▶ **WHAT THE TASK REQUIRES**
Copy the lines below exactly. Start at the first and finish with the line containing "pub mod geojson;".

▶ **Collected data entries**
-=-=-=-=-

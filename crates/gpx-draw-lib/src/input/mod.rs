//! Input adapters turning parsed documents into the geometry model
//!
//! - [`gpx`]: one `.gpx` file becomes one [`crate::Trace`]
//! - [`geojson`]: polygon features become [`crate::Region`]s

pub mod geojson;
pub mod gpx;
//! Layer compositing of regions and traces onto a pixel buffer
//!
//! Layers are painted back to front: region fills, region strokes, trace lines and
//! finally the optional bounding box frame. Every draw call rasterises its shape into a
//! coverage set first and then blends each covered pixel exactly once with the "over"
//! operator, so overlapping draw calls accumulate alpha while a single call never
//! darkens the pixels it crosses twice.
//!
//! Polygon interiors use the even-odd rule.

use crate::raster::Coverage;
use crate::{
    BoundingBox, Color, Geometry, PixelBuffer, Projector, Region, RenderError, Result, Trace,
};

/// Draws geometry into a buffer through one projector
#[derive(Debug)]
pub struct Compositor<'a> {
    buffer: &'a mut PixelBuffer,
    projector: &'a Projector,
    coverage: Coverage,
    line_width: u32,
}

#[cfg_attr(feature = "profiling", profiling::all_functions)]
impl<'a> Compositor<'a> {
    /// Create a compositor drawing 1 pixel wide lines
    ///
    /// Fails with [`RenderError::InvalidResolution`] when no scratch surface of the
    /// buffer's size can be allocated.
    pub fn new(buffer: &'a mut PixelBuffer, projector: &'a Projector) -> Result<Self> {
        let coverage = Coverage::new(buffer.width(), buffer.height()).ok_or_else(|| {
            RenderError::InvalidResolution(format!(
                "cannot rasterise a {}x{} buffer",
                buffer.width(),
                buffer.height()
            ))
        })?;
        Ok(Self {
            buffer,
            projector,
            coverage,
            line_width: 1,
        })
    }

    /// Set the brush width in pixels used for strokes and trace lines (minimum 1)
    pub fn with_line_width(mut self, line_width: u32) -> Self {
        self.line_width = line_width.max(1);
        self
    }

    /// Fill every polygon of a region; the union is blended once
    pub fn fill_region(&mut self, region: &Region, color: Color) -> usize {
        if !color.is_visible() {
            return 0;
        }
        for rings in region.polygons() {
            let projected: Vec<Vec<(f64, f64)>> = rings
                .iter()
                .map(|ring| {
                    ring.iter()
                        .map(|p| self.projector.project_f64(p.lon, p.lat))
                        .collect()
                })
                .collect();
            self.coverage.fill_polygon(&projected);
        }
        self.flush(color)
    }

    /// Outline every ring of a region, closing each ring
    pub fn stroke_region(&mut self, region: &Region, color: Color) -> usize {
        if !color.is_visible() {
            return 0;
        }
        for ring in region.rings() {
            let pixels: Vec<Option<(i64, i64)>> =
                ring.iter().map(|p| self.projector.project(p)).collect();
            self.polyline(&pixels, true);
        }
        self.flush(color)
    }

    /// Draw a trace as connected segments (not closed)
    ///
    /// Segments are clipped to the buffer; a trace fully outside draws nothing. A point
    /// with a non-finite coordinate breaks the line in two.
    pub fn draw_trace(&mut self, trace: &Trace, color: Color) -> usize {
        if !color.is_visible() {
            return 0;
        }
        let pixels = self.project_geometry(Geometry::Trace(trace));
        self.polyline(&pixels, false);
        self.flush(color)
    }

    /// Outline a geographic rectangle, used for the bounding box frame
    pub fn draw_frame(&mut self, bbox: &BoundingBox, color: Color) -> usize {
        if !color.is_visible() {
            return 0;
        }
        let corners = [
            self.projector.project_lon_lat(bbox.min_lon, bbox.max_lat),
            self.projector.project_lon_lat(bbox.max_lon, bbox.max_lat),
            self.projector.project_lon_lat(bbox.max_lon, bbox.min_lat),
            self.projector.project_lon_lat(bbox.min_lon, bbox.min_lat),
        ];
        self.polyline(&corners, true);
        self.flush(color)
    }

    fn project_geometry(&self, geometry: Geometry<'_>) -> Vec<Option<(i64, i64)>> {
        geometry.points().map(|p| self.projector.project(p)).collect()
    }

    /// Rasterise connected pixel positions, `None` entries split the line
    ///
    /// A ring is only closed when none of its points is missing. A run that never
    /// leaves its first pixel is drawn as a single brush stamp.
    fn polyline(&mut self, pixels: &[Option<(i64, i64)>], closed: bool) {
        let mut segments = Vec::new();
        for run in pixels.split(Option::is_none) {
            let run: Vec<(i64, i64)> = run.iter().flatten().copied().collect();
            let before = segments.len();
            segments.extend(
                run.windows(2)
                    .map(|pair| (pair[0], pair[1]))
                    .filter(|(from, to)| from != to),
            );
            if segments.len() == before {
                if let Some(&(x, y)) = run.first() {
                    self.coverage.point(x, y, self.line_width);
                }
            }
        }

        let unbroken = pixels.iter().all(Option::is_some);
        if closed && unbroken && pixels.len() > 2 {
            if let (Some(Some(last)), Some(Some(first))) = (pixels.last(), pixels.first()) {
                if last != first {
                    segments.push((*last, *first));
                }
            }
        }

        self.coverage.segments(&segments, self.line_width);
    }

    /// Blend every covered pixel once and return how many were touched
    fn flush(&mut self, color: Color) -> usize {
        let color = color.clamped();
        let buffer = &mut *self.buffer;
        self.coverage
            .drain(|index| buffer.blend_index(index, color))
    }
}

-=-=-=-=-

▶ **TASK SOLUTION**
filename crates/gpx-draw-lib/src/input/mod.rs
//! Input adapters turning parsed documents into the geometry model
//!
//! - [`gpx`]: one `.gpx` file becomes one [`crate::Trace`]
//! - [`geojson`]: polygon features become [`crate::Region`]s

pub mod geojson;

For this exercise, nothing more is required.